* Your task:
Your answer is the lines below, exactly, from the one that contains "no floating point" through the one that contains "pub mod error;", both included.
[[ Data open ]]
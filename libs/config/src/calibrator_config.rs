//! Calibrator Configuration Module
//!
//! Loads configuration from a base TOML file, an optional per-environment
//! overlay and `CALIBRATOR_` environment variables, in that order of
//! precedence (later sources win).

use crate::defaults;
use anyhow::{Context, Result};
use calibrator_amm::{serde_u256, Address, SolverMode, U256};
use config_crate::{Config, Environment, File};
use serde::{Deserialize, Serialize};
use std::path::{Path, PathBuf};
use tracing::{debug, info, warn};

/// Main calibrator configuration structure
#[derive(Debug, Deserialize, Serialize, Clone, Default, PartialEq)]
pub struct CalibratorConfig {
    /// Global settings
    #[serde(default)]
    pub global: GlobalConfig,

    /// Engine settings
    #[serde(default)]
    pub calibrator: EngineConfig,

    /// Vault accounting
    #[serde(default)]
    pub vault: VaultSettings,
}

/// Log output format
#[derive(Debug, Deserialize, Serialize, Clone, Copy, Default, PartialEq, Eq)]
#[serde(rename_all = "lowercase")]
pub enum LogFormat {
    #[default]
    Pretty,
    Json,
}

/// Global configuration settings
#[derive(Debug, Deserialize, Serialize, Clone, PartialEq)]
#[serde(default)]
pub struct GlobalConfig {
    pub log_level: String,
    pub log_format: LogFormat,
}

#[derive(Debug, Deserialize, Serialize, Clone, PartialEq)]
#[serde(default)]
pub struct EngineConfig {
    /// The engine's own account; sources grant it allowances
    pub operator: Address,
    /// AMM flavor tag, e.g. `UNI` or `MDEX`
    pub flavor: String,
    pub solver: SolverMode,
}

#[derive(Debug, Deserialize, Serialize, Clone, PartialEq)]
#[serde(default)]
pub struct VaultSettings {
    /// Custodial account used instead of the caller when set
    #[serde(skip_serializing_if = "Option::is_none")]
    pub address: Option<Address>,
    /// Base-denominated liquidity left in the pool on every calibration
    #[serde(with = "serde_u256")]
    pub minimum_base: U256,
}

impl Default for GlobalConfig {
    fn default() -> Self {
        Self {
            log_level: defaults::LOG_LEVEL.to_string(),
            log_format: LogFormat::default(),
        }
    }
}

impl Default for EngineConfig {
    fn default() -> Self {
        Self {
            operator: Address::from_low_u64_be(defaults::OPERATOR_ID),
            flavor: defaults::FLAVOR.to_string(),
            solver: SolverMode::default(),
        }
    }
}

impl Default for VaultSettings {
    fn default() -> Self {
        Self {
            address: None,
            minimum_base: U256::from(defaults::MINIMUM_BASE),
        }
    }
}

impl CalibratorConfig {
    /// Load configuration from files with environment overrides
    ///
    /// The environment overlay is looked up as
    /// `<base dir>/environments/<environment>.toml`.
    pub fn load(base_path: Option<&Path>, environment: Option<&str>) -> Result<Self> {
        let base = base_path.unwrap_or(Path::new(defaults::CONFIG_PATH));

        let mut builder = Config::builder().add_source(File::from(base).required(true));

        if let Some(env) = environment {
            let env_file = base
                .parent()
                .map(Path::to_path_buf)
                .unwrap_or_else(PathBuf::new)
                .join(defaults::ENVIRONMENTS_DIR)
                .join(format!("{env}.toml"));

            if env_file.exists() {
                info!("Loading environment config: {:?}", env_file);
                builder = builder.add_source(File::from(env_file));
            } else {
                warn!("Environment config not found: {:?}", env_file);
            }
        }

        // Override with environment variables (CALIBRATOR_VAULT__MINIMUM_BASE)
        builder = builder.add_source(
            Environment::with_prefix(defaults::ENV_PREFIX)
                .prefix_separator("_")
                .separator("__"),
        );

        let config = builder
            .build()
            .with_context(|| format!("Failed to build configuration from {base:?}"))?;

        let loaded: Self = config
            .try_deserialize()
            .context("Failed to deserialize configuration")?;
        debug!(?loaded, "Configuration loaded");
        Ok(loaded)
    }

    /// Render as TOML, e.g. to show the effective configuration
    pub fn to_toml(&self) -> Result<String> {
        toml::to_string_pretty(self).context("Failed to serialize configuration")
    }
}

/// Convenience function to load configuration from the default location
pub fn load_config(environment: Option<&str>) -> Result<CalibratorConfig> {
    CalibratorConfig::load(None, environment)
}
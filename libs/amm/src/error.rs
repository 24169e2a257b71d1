//! AMM Math Error Types
//!
//! Every fallible calculation in this crate reports one of these variants.
//! None of them are retried: they describe inputs that cannot produce a
//! valid result at the current pool depth.

use ethers_core::types::{Address, U256};
use thiserror::Error;

/// Result alias for AMM math
pub type Result<T> = std::result::Result<T, AmmError>;

#[derive(Error, Debug, Clone, PartialEq, Eq)]
pub enum AmmError {
    /// Target ratio with a zero component
    #[error("Invalid target ratio: {base}:{quote}")]
    InvalidTarget { base: U256, quote: U256 },

    #[error("Division by zero in {operation}")]
    DivisionByZero { operation: &'static str },

    /// Result does not fit in 256 bits
    #[error("Arithmetic overflow in {operation}")]
    Overflow { operation: &'static str },

    /// A non-zero input rounded down to a zero output
    #[error("Precision loss: {context}")]
    PrecisionLoss { context: &'static str },

    #[error("Insufficient liquidity: {context}")]
    InsufficientLiquidity { context: &'static str },

    /// No amount in the searched range crosses the price threshold
    #[error("Price {price_quote}/{price_base} unreachable within [{start}, {end}]")]
    PriceUnreachable {
        price_base: U256,
        price_quote: U256,
        start: U256,
        end: U256,
    },

    #[error("Unknown pool {pair:?}")]
    UnknownPool { pair: Address },

    #[error("Invalid search range: start {start} > end {end}")]
    InvalidRange { start: U256, end: U256 },
}

impl AmmError {
    pub fn division_by_zero(operation: &'static str) -> Self {
        Self::DivisionByZero { operation }
    }

    pub fn overflow(operation: &'static str) -> Self {
        Self::Overflow { operation }
    }

    pub fn precision_loss(context: &'static str) -> Self {
        Self::PrecisionLoss { context }
    }

    pub fn insufficient_liquidity(context: &'static str) -> Self {
        Self::InsufficientLiquidity { context }
    }
}
//! # Calibrator AMM Library - Exact Constant-Product Mathematics
//!
//! ## Purpose
//!
//! Integer mathematics for Uniswap-V2-style pools: fee-aware swap formulas,
//! liquidity mint/burn accounting with protocol fee accrual, the swap sizing
//! that moves a pool onto a target reserve ratio, and a bounded search for
//! the swap that crosses a price threshold. Every result truncates exactly
//! like the on-chain pair and router so plans computed here replay on a
//! live pool without drift.
//!
//! ## Integration Points
//!
//! - **Input Sources**: Pool snapshots read through [`PoolView`], target
//!   ratios and price thresholds from callers
//! - **Output Destinations**: The rebalancing planner and orchestrator in the
//!   `calibrator` service, CLI tooling
//! - **Protocol Support**: Uniswap V2 and its forks with a 0.3% swap fee
//! - **Precision**: 256-bit amounts, 512-bit intermediates, no floating point
//!
//! ## Architecture Role
//!
//! Leaf library with no I/O and no shared state. [`RatioSolver`] sizes the
//! rebalancing swap, [`PriceSearch`] answers price-threshold queries and
//! [`PoolSnapshot`] simulates pool operations for dry runs.
//!
//! ## Performance Profile
//!
//! - **Swap formulas**: a handful of 512-bit multiplications and one division
//! - **Square root**: Newton's method, O(log x) iterations from a bit-length seed
//! - **Price search**: O(log(end - start)) swap evaluations

pub mod error;
pub mod pool_traits;
pub mod price_search;
pub mod ratio_solver;
pub mod serde_u256;
pub mod v2_math;

pub use error::{AmmError, Result};
pub use pool_traits::{BurnOutcome, MintOutcome, PoolKey, PoolReserves, PoolSnapshot, PoolView};
pub use price_search::{PickedSwap, PriceSearch};
pub use ratio_solver::{price_of, RatioSolver, RebalancePlan, SolverMode, TargetRatio};
pub use v2_math::{V2Math, FEE_DENOMINATOR, FEE_NUMERATOR, MINIMUM_LIQUIDITY};

/// Common types for AMM calculations
pub use ethers_core::types::{Address, U256, U512};
pub use rust_decimal::Decimal;
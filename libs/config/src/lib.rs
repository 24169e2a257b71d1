//! # Calibrator Configuration
//!
//! Layered configuration for the calibrator service: a base TOML file, an
//! optional per-environment overlay and `CALIBRATOR_` environment variables.
//!
//! ## Usage
//!
//! ```no_run
//! use calibrator_config::CalibratorConfig;
//! use std::path::Path;
//!
//! let config = CalibratorConfig::load(Some(Path::new("config/calibrator.toml")), Some("staging"))?;
//! println!("minimum base retention: {}", config.vault.minimum_base);
//! # Ok::<(), anyhow::Error>(())
//! ```

pub mod calibrator_config;
pub mod defaults;

// Re-export commonly used types
pub use calibrator_config::{
    load_config, CalibratorConfig, EngineConfig, GlobalConfig, LogFormat, VaultSettings,
};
[[ Data closed ]]
* Exercise output:
//! - **Precision**: 256-bit amounts, 512-bit intermediates, no floating point
//!
//! ## Architecture Role
//!
//! Leaf library with no I/O and no shared state. [`RatioSolver`] sizes the
//! rebalancing swap, [`PriceSearch`] answers price-threshold queries and
//! [`PoolSnapshot`] simulates pool operations for dry runs.
//!
//! ## Performance Profile
//!
//! - **Swap formulas**: a handful of 512-bit multiplications and one division
//! - **Square root**: Newton's method, O(log x) iterations from a bit-length seed
//! - **Price search**: O(log(end - start)) swap evaluations

pub mod error;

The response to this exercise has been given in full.